▸ **About this task**
Report every line in the listing that contains the string "clone".

▸ **Dataset records**
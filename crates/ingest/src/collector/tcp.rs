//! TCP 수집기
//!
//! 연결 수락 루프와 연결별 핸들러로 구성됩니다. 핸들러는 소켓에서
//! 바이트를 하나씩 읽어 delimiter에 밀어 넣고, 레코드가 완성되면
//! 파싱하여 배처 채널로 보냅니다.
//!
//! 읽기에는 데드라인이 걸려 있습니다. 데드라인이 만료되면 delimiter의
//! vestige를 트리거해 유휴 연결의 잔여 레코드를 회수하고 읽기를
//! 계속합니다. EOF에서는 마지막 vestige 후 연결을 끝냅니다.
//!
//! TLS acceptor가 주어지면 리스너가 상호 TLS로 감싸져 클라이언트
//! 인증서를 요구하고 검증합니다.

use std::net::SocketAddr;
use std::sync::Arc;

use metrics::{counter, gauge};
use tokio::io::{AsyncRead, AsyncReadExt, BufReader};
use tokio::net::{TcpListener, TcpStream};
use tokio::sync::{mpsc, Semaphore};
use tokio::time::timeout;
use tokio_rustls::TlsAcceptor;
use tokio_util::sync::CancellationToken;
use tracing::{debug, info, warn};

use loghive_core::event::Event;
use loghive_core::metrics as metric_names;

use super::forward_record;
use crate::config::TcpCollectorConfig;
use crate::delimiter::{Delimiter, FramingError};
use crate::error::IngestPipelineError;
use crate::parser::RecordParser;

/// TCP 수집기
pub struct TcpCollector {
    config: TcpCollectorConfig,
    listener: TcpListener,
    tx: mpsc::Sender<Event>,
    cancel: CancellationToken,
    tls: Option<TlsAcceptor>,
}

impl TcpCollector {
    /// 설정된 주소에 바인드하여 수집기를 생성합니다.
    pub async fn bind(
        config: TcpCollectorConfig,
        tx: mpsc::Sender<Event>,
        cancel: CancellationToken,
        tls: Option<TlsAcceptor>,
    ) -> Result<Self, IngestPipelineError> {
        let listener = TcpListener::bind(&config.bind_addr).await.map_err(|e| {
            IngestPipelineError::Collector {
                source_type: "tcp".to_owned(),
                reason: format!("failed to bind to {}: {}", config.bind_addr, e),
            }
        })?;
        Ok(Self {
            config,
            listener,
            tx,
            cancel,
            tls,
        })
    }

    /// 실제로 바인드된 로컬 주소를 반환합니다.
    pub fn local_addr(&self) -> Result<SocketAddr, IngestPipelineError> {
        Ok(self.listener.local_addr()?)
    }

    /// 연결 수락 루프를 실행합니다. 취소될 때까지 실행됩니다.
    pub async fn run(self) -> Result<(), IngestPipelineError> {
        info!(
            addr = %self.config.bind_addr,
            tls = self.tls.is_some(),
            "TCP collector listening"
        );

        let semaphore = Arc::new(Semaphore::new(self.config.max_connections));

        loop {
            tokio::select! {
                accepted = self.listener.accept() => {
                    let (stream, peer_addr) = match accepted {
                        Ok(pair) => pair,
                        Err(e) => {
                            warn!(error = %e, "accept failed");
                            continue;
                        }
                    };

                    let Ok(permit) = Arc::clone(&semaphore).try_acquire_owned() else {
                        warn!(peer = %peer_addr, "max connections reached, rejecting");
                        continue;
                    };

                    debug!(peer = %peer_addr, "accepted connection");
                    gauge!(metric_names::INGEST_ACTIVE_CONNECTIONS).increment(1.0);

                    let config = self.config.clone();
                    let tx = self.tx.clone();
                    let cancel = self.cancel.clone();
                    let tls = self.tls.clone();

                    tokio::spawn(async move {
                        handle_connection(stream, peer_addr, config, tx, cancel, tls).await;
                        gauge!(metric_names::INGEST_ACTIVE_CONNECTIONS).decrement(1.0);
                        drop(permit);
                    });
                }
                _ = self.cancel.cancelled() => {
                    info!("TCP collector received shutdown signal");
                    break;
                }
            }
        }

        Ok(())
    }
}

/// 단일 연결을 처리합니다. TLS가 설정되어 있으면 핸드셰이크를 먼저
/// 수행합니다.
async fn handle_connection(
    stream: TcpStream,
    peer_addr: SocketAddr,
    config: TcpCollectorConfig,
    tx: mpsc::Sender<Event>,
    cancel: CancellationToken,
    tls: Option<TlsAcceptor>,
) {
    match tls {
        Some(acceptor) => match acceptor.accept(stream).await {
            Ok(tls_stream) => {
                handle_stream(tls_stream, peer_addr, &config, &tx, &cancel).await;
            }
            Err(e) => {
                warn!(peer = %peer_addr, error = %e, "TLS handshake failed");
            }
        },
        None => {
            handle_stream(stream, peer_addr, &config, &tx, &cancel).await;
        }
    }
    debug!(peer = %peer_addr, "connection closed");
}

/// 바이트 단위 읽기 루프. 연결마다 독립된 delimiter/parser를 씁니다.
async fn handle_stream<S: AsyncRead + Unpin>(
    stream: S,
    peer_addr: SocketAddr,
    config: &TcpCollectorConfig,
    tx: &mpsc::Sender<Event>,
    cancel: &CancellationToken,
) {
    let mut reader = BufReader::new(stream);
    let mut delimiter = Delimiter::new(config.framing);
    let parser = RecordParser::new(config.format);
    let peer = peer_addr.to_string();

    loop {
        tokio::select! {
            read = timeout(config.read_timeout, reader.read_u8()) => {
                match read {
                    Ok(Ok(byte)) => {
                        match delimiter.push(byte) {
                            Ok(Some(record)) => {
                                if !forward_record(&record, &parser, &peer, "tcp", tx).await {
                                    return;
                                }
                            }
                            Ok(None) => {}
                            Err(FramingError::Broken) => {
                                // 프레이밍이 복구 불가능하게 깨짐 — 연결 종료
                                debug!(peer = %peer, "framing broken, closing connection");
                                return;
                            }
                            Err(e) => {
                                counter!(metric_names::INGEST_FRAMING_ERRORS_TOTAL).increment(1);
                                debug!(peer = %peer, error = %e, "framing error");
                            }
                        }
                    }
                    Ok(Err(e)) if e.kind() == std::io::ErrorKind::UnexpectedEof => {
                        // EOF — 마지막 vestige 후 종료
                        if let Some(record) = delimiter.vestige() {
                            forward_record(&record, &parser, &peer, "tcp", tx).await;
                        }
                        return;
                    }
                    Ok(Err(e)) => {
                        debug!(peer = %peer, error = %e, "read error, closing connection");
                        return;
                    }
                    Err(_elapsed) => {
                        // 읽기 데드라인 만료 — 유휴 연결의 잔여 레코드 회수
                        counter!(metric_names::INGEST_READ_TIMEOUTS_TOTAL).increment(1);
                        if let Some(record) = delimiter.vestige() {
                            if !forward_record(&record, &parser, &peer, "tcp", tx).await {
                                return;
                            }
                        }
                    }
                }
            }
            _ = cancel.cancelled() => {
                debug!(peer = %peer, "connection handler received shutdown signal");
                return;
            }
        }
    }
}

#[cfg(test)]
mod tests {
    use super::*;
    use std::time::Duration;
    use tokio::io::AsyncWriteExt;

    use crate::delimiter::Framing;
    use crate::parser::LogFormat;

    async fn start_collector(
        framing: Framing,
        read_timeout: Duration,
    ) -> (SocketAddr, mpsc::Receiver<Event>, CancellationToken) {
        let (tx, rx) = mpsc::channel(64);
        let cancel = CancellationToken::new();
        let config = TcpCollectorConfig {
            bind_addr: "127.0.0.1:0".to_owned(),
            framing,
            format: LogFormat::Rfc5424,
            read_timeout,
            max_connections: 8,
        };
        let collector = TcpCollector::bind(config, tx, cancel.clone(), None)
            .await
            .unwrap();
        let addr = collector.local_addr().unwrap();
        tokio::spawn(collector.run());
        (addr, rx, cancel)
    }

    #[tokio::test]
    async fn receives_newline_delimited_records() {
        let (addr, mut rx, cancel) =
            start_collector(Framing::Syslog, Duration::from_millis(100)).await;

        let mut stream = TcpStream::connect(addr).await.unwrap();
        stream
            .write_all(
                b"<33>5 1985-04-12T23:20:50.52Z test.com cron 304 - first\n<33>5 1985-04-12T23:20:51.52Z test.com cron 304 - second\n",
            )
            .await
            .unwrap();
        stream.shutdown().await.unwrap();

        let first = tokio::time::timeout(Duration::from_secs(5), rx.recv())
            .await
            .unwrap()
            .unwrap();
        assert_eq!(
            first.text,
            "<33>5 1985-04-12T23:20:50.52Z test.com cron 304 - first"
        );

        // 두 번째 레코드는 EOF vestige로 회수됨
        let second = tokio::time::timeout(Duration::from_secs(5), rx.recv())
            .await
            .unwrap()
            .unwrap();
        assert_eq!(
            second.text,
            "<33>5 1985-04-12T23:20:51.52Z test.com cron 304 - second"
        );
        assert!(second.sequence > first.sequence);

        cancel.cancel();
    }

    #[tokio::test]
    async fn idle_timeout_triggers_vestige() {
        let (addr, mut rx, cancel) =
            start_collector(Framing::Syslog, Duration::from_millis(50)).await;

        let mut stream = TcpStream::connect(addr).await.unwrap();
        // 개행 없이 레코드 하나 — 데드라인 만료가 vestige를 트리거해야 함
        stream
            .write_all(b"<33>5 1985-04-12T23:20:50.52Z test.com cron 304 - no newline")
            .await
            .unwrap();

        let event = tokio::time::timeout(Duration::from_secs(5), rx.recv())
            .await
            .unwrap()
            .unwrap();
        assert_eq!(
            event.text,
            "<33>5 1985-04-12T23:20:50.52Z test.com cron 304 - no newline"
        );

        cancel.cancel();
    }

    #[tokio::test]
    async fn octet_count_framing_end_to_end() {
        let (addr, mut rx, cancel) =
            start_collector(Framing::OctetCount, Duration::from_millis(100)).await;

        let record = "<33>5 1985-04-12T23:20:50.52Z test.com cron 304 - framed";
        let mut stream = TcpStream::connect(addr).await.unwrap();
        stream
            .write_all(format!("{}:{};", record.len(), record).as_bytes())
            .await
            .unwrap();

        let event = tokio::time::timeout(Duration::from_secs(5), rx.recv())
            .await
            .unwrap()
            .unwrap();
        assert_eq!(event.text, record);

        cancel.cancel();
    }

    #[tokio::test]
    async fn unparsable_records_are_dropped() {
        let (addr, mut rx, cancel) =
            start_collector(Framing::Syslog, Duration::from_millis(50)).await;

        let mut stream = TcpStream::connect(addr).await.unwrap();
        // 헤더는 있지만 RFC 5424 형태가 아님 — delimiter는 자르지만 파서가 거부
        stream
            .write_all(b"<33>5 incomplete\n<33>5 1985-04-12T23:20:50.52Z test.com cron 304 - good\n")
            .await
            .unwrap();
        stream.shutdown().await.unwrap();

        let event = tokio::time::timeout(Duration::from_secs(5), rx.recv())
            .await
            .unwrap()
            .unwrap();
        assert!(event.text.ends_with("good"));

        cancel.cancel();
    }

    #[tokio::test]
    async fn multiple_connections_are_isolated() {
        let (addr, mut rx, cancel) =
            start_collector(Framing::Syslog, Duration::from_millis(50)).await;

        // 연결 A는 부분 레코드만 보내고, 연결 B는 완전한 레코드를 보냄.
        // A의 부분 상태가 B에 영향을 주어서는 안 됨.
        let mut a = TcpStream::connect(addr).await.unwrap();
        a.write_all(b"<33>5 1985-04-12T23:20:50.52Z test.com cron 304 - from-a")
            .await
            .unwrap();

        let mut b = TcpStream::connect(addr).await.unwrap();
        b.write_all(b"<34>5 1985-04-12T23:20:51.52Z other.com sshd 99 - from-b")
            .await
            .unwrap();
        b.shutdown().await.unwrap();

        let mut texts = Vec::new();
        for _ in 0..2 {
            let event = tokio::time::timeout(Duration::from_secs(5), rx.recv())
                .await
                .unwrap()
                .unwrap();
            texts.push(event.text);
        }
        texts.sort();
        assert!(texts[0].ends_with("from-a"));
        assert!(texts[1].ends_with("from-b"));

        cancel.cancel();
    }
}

▸ **Solution to the problem**
                    let Ok(permit) = Arc::clone(&semaphore).try_acquire_owned() else {
                    let config = self.config.clone();
                    let tx = self.tx.clone();
                    let cancel = self.cancel.clone();
                    let tls = self.tls.clone();
        let collector = TcpCollector::bind(config, tx, cancel.clone(), None)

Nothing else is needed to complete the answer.